• Exercise aim: Only the lines below starting at the one that contains "phrase.as_deref().is_none_or(|p| matches_phrase(r, p)))" and ending at the one that contains "let total_items = matched.len()" are to be reproduced, exactly and with both ends kept.

Stored data entries:

● ● ● ● ●

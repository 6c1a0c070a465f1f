//! In-memory store backing both repositories.
//!
//! Used by the integration harness and by the server when no database is
//! configured.
//! Each operation takes the lock once, so every call is atomic with respect
//! to the others.

use std::cmp::Ordering;
use std::collections::BTreeMap;
use std::sync::atomic::{AtomicI32, Ordering as AtomicOrdering};

use async_trait::async_trait;
use parking_lot::RwLock;

use crate::errors::domain::{ConflictKind, DomainError};
use crate::repos::{
    AccountRepo, NewRestaurant, NewUser, Page, PageRequest, Restaurant, RestaurantPatch,
    RestaurantRepo, SortBy, SortDirection, User,
};

#[derive(Default)]
pub struct InMemoryStore {
    users: RwLock<Vec<User>>,
    restaurants: RwLock<BTreeMap<i32, Restaurant>>,
    next_user_id: AtomicI32,
    next_restaurant_id: AtomicI32,
}

impl InMemoryStore {
    pub fn new() -> Self {
        Self::default()
    }

    /// Insert a restaurant as-is, keeping its id. Seeds fixtures in tests.
    pub fn seed_restaurant(&self, restaurant: Restaurant) {
        self.next_restaurant_id
            .fetch_max(restaurant.id, AtomicOrdering::SeqCst);
        self.restaurants.write().insert(restaurant.id, restaurant);
    }

    pub fn restaurant_count(&self) -> usize {
        self.restaurants.read().len()
    }

    pub fn contains_restaurant(&self, id: i32) -> bool {
        self.restaurants.read().contains_key(&id)
    }
}

fn sort_key(restaurant: &Restaurant, column: SortBy) -> Option<&str> {
    match column {
        SortBy::Name => Some(restaurant.name.as_str()),
        SortBy::Category => restaurant.category.as_deref(),
        SortBy::Description => restaurant.description.as_deref(),
    }
}

/// Missing values sort after every present one, so they come last on
/// ascending and first on descending, matching the SQL adapter.
fn compare_keys(a: Option<&str>, b: Option<&str>) -> Ordering {
    match (a, b) {
        (Some(a), Some(b)) => a.cmp(b),
        (None, None) => Ordering::Equal,
        (None, Some(_)) => Ordering::Greater,
        (Some(_), None) => Ordering::Less,
    }
}

fn matches_phrase(restaurant: &Restaurant, phrase: &str) -> bool {
    restaurant.name.to_lowercase().contains(phrase)
        || restaurant
            .description
            .as_deref()
            .is_some_and(|d| d.to_lowercase().contains(phrase))
}

#[async_trait]
impl AccountRepo for InMemoryStore {
    async fn email_exists(&self, email: &str) -> Result<bool, DomainError> {
        Ok(self.users.read().iter().any(|u| u.email == email))
    }

    async fn find_by_email(&self, email: &str) -> Result<Option<User>, DomainError> {
        Ok(self.users.read().iter().find(|u| u.email == email).cloned())
    }

    async fn create_user(&self, user: NewUser) -> Result<User, DomainError> {
        let mut users = self.users.write();
        if users.iter().any(|u| u.email == user.email) {
            return Err(DomainError::conflict(
                ConflictKind::UniqueEmail,
                "Email already registered",
            ));
        }
        let created = User {
            id: self.next_user_id.fetch_add(1, AtomicOrdering::SeqCst) + 1,
            email: user.email,
            password_hash: user.password_hash,
            nationality: user.nationality,
            role: user.role,
        };
        users.push(created.clone());
        Ok(created)
    }
}

#[async_trait]
impl RestaurantRepo for InMemoryStore {
    async fn list(&self, request: &PageRequest) -> Result<Page<Restaurant>, DomainError> {
        let phrase = request.normalized_phrase();
        let mut matched: Vec<Restaurant> = self
            .restaurants
            .read()
            .values()
            .filter(|r| phrase.as_deref().is_none_or(|p| matches_phrase(r, p)))
            .cloned()
            .collect();

        if let Some((column, direction)) = request.sort {
            // Stable sort keeps id order among equal keys.
            matched.sort_by(|a, b| {
                let ord = compare_keys(sort_key(a, column), sort_key(b, column));
                match direction {
                    SortDirection::Asc => ord,
                    SortDirection::Desc => ord.reverse(),
                }
            });
        }

        let total_items = matched.len() as u64;
        let offset = usize::try_from(request.offset()).unwrap_or(usize::MAX);
        let items = matched
            .into_iter()
            .skip(offset)
            .take(request.page_size as usize)
            .collect();

        Ok(Page { items, total_items })
    }

    async fn find_by_id(&self, id: i32) -> Result<Option<Restaurant>, DomainError> {
        Ok(self.restaurants.read().get(&id).cloned())
    }

    async fn create(&self, restaurant: NewRestaurant) -> Result<Restaurant, DomainError> {
        let id = self.next_restaurant_id.fetch_add(1, AtomicOrdering::SeqCst) + 1;
        let created = Restaurant {
            id,
            name: restaurant.name,
            description: restaurant.description,
            category: restaurant.category,
            has_delivery: restaurant.has_delivery,
            contact_email: restaurant.contact_email,
            contact_number: restaurant.contact_number,
            city: restaurant.city,
            street: restaurant.street,
            postal_code: restaurant.postal_code,
            created_by_id: restaurant.created_by_id,
        };
        self.restaurants.write().insert(id, created.clone());
        Ok(created)
    }

    async fn update(
        &self,
        id: i32,
        patch: RestaurantPatch,
    ) -> Result<Option<Restaurant>, DomainError> {
        let mut restaurants = self.restaurants.write();
        Ok(restaurants.get_mut(&id).map(|existing| {
            existing.apply(patch);
            existing.clone()
        }))
    }

    async fn delete(&self, id: i32) -> Result<bool, DomainError> {
        Ok(self.restaurants.write().remove(&id).is_some())
    }
}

● ● ● ● ●

• Answer below:
            .filter(|r| phrase.as_deref().is_none_or(|p| matches_phrase(r, p)))
            .cloned()
            .collect();

        if let Some((column, direction)) = request.sort {
            // Stable sort keeps id order among equal keys.
            matched.sort_by(|a, b| {
                let ord = compare_keys(sort_key(a, column), sort_key(b, column));
                match direction {
                    SortDirection::Asc => ord,
                    SortDirection::Desc => ord.reverse(),
                }
            });
        }

        let total_items = matched.len() as u64;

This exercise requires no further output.